Content starts

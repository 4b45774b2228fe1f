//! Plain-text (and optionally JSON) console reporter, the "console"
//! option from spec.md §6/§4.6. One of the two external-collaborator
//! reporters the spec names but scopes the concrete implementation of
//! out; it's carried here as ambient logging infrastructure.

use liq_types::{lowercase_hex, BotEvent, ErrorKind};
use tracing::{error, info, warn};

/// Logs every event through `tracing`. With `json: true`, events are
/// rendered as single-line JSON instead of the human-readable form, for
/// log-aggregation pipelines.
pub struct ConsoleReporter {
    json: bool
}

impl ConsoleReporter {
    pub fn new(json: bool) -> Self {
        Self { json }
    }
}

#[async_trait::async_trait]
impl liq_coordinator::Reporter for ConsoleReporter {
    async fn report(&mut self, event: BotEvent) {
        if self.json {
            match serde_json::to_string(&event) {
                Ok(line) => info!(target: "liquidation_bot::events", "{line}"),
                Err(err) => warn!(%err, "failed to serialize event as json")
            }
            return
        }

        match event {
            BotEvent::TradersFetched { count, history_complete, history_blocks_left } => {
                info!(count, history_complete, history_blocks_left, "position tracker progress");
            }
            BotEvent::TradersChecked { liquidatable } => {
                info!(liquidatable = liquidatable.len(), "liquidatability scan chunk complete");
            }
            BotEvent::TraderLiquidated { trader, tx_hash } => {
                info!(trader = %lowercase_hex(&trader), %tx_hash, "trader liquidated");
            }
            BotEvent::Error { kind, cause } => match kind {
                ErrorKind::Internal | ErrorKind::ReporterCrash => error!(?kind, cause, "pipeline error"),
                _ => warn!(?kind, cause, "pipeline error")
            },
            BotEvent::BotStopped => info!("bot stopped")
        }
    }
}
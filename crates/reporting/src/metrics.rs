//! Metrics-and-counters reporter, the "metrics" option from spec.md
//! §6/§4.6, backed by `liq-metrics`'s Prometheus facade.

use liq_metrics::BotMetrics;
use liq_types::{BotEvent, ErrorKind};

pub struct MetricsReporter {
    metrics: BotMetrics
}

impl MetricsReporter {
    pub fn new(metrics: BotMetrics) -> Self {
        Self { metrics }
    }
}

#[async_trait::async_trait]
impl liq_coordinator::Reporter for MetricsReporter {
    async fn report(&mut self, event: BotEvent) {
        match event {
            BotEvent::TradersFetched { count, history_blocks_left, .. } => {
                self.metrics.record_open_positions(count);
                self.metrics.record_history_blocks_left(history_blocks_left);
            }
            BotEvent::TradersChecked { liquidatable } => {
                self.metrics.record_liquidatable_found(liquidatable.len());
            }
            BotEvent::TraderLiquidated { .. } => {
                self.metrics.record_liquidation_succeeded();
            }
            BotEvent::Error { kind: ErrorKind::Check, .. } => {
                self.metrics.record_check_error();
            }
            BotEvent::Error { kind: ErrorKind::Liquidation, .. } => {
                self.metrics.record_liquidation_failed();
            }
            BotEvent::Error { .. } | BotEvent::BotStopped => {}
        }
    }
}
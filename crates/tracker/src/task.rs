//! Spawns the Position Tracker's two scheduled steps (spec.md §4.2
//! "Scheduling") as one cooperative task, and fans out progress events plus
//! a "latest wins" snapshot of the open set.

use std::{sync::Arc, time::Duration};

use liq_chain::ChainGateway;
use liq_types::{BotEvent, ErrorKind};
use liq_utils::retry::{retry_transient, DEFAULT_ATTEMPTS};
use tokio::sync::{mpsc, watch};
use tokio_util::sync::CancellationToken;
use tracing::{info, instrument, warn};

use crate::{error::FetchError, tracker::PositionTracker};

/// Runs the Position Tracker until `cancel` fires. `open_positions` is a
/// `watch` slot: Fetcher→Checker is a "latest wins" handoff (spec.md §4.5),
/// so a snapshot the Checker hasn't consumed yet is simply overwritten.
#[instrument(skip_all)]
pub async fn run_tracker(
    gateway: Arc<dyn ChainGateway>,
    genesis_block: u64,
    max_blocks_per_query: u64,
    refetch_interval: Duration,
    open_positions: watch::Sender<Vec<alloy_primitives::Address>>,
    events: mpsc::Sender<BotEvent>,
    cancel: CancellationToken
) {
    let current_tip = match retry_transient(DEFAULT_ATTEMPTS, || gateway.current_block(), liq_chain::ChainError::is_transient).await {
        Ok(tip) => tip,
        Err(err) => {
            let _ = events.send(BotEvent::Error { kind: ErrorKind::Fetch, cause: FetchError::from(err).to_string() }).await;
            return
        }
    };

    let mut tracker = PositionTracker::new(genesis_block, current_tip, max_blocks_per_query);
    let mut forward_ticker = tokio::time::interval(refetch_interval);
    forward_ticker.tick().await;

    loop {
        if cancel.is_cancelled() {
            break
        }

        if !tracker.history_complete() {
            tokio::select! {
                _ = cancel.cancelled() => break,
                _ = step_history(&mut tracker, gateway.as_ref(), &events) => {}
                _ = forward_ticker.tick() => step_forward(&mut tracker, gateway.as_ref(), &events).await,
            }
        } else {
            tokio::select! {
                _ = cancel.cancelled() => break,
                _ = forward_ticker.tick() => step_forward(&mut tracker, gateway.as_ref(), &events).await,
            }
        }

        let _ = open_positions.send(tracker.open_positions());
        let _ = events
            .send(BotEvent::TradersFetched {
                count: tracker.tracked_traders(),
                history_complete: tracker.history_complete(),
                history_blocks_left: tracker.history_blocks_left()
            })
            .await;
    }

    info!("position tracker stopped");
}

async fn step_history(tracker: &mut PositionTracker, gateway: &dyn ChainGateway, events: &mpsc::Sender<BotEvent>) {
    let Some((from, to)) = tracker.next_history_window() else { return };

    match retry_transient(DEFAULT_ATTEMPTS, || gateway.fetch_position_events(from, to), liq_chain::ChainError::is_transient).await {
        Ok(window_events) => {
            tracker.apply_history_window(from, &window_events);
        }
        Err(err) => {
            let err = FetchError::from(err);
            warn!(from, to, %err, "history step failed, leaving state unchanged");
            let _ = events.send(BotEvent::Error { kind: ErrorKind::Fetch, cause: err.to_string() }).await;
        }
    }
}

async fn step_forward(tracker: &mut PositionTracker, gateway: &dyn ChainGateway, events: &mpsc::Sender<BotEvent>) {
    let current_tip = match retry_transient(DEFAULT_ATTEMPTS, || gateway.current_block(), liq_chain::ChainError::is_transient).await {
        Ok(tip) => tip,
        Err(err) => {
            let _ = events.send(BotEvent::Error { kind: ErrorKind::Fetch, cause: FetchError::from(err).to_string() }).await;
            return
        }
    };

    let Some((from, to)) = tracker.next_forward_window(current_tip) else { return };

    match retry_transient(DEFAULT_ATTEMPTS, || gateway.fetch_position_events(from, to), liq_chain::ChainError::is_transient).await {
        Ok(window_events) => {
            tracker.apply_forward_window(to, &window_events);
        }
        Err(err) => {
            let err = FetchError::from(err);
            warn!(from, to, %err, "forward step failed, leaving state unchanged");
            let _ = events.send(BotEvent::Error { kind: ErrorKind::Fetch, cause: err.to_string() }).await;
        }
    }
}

Content ends

* **Exercise aim**
Every line in the data that holds the string "Sender" should be returned.

* **Response box**
    open_positions: watch::Sender<Vec<alloy_primitives::Address>>,
    events: mpsc::Sender<BotEvent>,
async fn step_history(tracker: &mut PositionTracker, gateway: &dyn ChainGateway, events: &mpsc::Sender<BotEvent>) {
async fn step_forward(tracker: &mut PositionTracker, gateway: &dyn ChainGateway, events: &mpsc::Sender<BotEvent>) {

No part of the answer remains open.